Deborah Risteen Mercer echoes that complaint. The Chicago hospital where her mother is affiliated, she said, requires patients to get their app to be notified about the vaccine. But her mother, who’s 89, doesn’t have a smartphone. So she signed up on her mother’s behalf.

"It’s a ridiculous system," she said, "and I don’t know if she could navigate it on her own."

The tortuous systems exist from coast to coast.

"Every health department or grocery store distributor has a totally different system," said my colleague Lara Weber, who has been trying to navigate the mess for her parents in Florida, "and it’s hard enough for me to sort out the website guidance, let alone my parents and their friends."
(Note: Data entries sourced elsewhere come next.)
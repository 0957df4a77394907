use chrono::NaiveDate;
use clap::Parser;
use lendledger::application::engine::LendingEngine;
use lendledger::config::{DEFAULT_UTC_OFFSET_HOURS, EngineConfig};
use lendledger::domain::ports::{ClockRef, LedgerStoreRef};
use lendledger::infrastructure::clock::SystemClock;
use lendledger::infrastructure::in_memory::{InMemoryCustomerDirectory, InMemoryLedgerStore};
use lendledger::interfaces::batch::BatchRunner;
use lendledger::interfaces::csv::command_reader::CommandReader;
use lendledger::interfaces::csv::report_writer::ReportWriter;
use lendledger::telemetry;
use miette::{IntoDiagnostic, Result};
use std::fs::File;
use std::io;
use std::path::PathBuf;
use std::sync::Arc;
use tracing::info;

#[derive(Parser)]
#[command(author, version, about, long_about = None)]
struct Cli {
    /// Input ledger commands CSV file
    input: PathBuf,

    /// Path to persistent database (optional). If provided, uses RocksDB.
    #[arg(long)]
    db_path: Option<PathBuf>,

    /// UTC offset, in hours, of the time zone due dates are computed in
    #[arg(long, default_value_t = DEFAULT_UTC_OFFSET_HOURS, allow_hyphen_values = true)]
    utc_offset_hours: i32,

    /// Also report unpaid installments due on this date (YYYY-MM-DD)
    #[arg(long)]
    due_on: Option<NaiveDate>,
}

#[cfg(feature = "storage-rocksdb")]
fn open_store(db_path: Option<PathBuf>) -> Result<LedgerStoreRef> {
    use lendledger::config::RocksDbConfig;
    use lendledger::infrastructure::rocksdb::RocksDbLedgerStore;

    let store: LedgerStoreRef = match db_path {
        Some(path) => {
            Arc::new(RocksDbLedgerStore::open(path, RocksDbConfig::default()).into_diagnostic()?)
        }
        None => Arc::new(InMemoryLedgerStore::new()),
    };
    Ok(store)
}

#[cfg(not(feature = "storage-rocksdb"))]
fn open_store(db_path: Option<PathBuf>) -> Result<LedgerStoreRef> {
    if db_path.is_some() {
        eprintln!(
            "WARNING: Persistent storage requested via --db-path, but 'storage-rocksdb' feature is not enabled. Falling back to In-Memory storage."
        );
    }
    Ok(Arc::new(InMemoryLedgerStore::new()))
}

#[tokio::main]
async fn main() -> Result<()> {
    telemetry::init();
    let cli = Cli::parse();

    let config = EngineConfig::with_offset_hours(cli.utc_offset_hours).into_diagnostic()?;
    let store = open_store(cli.db_path)?;
    let directory = InMemoryCustomerDirectory::new();
    let clock: ClockRef = Arc::new(SystemClock);
    let engine = LendingEngine::new(store, Arc::new(directory.clone()), clock.clone(), config);

    // Process commands
    let file = File::open(cli.input).into_diagnostic()?;
    let reader = CommandReader::new(file);
    let runner = BatchRunner::new(engine.clone(), directory, clock);
    let summary = runner.run(reader.commands()).await;
    info!(
        applied = summary.applied,
        rejected = summary.rejected,
        failed = summary.failed,
        "batch finished"
    );

    // Output final state
    let stdout = io::stdout();
    let mut writer = ReportWriter::new(stdout.lock());
    writer
        .write_buckets(engine.all_buckets().await.into_diagnostic()?)
        .into_diagnostic()?;
    writer
        .write_transactions(&engine.transaction_report().await.into_diagnostic()?)
        .into_diagnostic()?;
    if let Some(date) = cli.due_on {
        writer
            .write_due(&engine.list_due_installments(date).await.into_diagnostic()?)
            .into_diagnostic()?;
    }

    Ok(())
}
use crate::error::LedgerError;
use serde::{Deserialize, Serialize};
use std::fmt;
use std::iter::Sum;
use std::ops::{Add, AddAssign, Sub, SubAssign};

/// An amount of money in whole currency units.
///
/// Limits, prices and installments in this ledger are integral; there are no
/// fractional units to round. Arithmetic is plain `i64`, callers that combine
/// untrusted inputs go through [`Money::checked_add`].
#[derive(Debug, Clone, Copy, PartialEq, Eq, PartialOrd, Ord, Hash, Default, Serialize, Deserialize)]
#[serde(transparent)]
pub struct Money(i64);

impl Money {
    pub const ZERO: Self = Self(0);

    pub const fn new(units: i64) -> Self {
        Self(units)
    }

    /// Builds an amount from caller input, rejecting negative values.
    pub fn non_negative(units: i64, field: &str) -> Result<Self, LedgerError> {
        if units >= 0 {
            Ok(Self(units))
        } else {
            Err(LedgerError::ValidationError(format!(
                "{field} must not be negative"
            )))
        }
    }

    pub const fn units(&self) -> i64 {
        self.0
    }

    pub fn checked_add(self, rhs: Self) -> Option<Self> {
        self.0.checked_add(rhs.0).map(Self)
    }

    pub fn is_negative(&self) -> bool {
        self.0 < 0
    }
}

impl fmt::Display for Money {
    fn fmt(&self, f: &mut fmt::Formatter<'_>) -> fmt::Result {
        write!(f, "{}", self.0)
    }
}

impl From<i64> for Money {
    fn from(units: i64) -> Self {
        Self(units)
    }
}

impl Add for Money {
    type Output = Self;
    fn add(self, rhs: Self) -> Self::Output {
        Self(self.0 + rhs.0)
    }
}

impl Sub for Money {
    type Output = Self;
    fn sub(self, rhs: Self) -> Self::Output {
        Self(self.0 - rhs.0)
    }
}

impl AddAssign for Money {
    fn add_assign(&mut self, rhs: Self) {
        self.0 += rhs.0;
    }
}

impl SubAssign for Money {
    fn sub_assign(&mut self, rhs: Self) {
        self.0 -= rhs.0;
    }
}

impl Sum for Money {
    fn sum<I: Iterator<Item = Self>>(iter: I) -> Self {
        iter.fold(Money::ZERO, Add::add)
    }
}

impl<'a> Sum<&'a Money> for Money {
    fn sum<I: Iterator<Item = &'a Money>>(iter: I) -> Self {
        iter.copied().sum()
    }
}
A friend in California reports that his parents — ages 87 and 88 — had to drive two hours to get their first vaccine dose.

My colleague Georgia Garvey signed up for text alerts about when and where her dad in Florida could get the vaccine, but so far has received only campaign ads for Florida Gov. Ron DeSantis.

"Infuriating," she said.

Pamela Halloran, who lives in Chicago’s western suburbs, has been trying to get a vaccine for her 87-year-old mother, who has dementia. The futility, she said, reminds her of the time she tried to get tickets to the Dave Matthews Band for her son. And in the face of constant futility, she has decided to calm down.

"Why stress?" she said. "We’ve come this far."

That’s the healthiest way to play virus roulette. Remember how far we’ve come in this pandemic, how much stress we’ve endured. The vaccine is getting closer for all of us. With some luck, its distribution will become less of a gamble.

In the meantime, we can keep washing our hands, wearing our masks, keeping our distance and crossing our fingers.

Mary Schmich wrote this piece for the Chicago Tribune.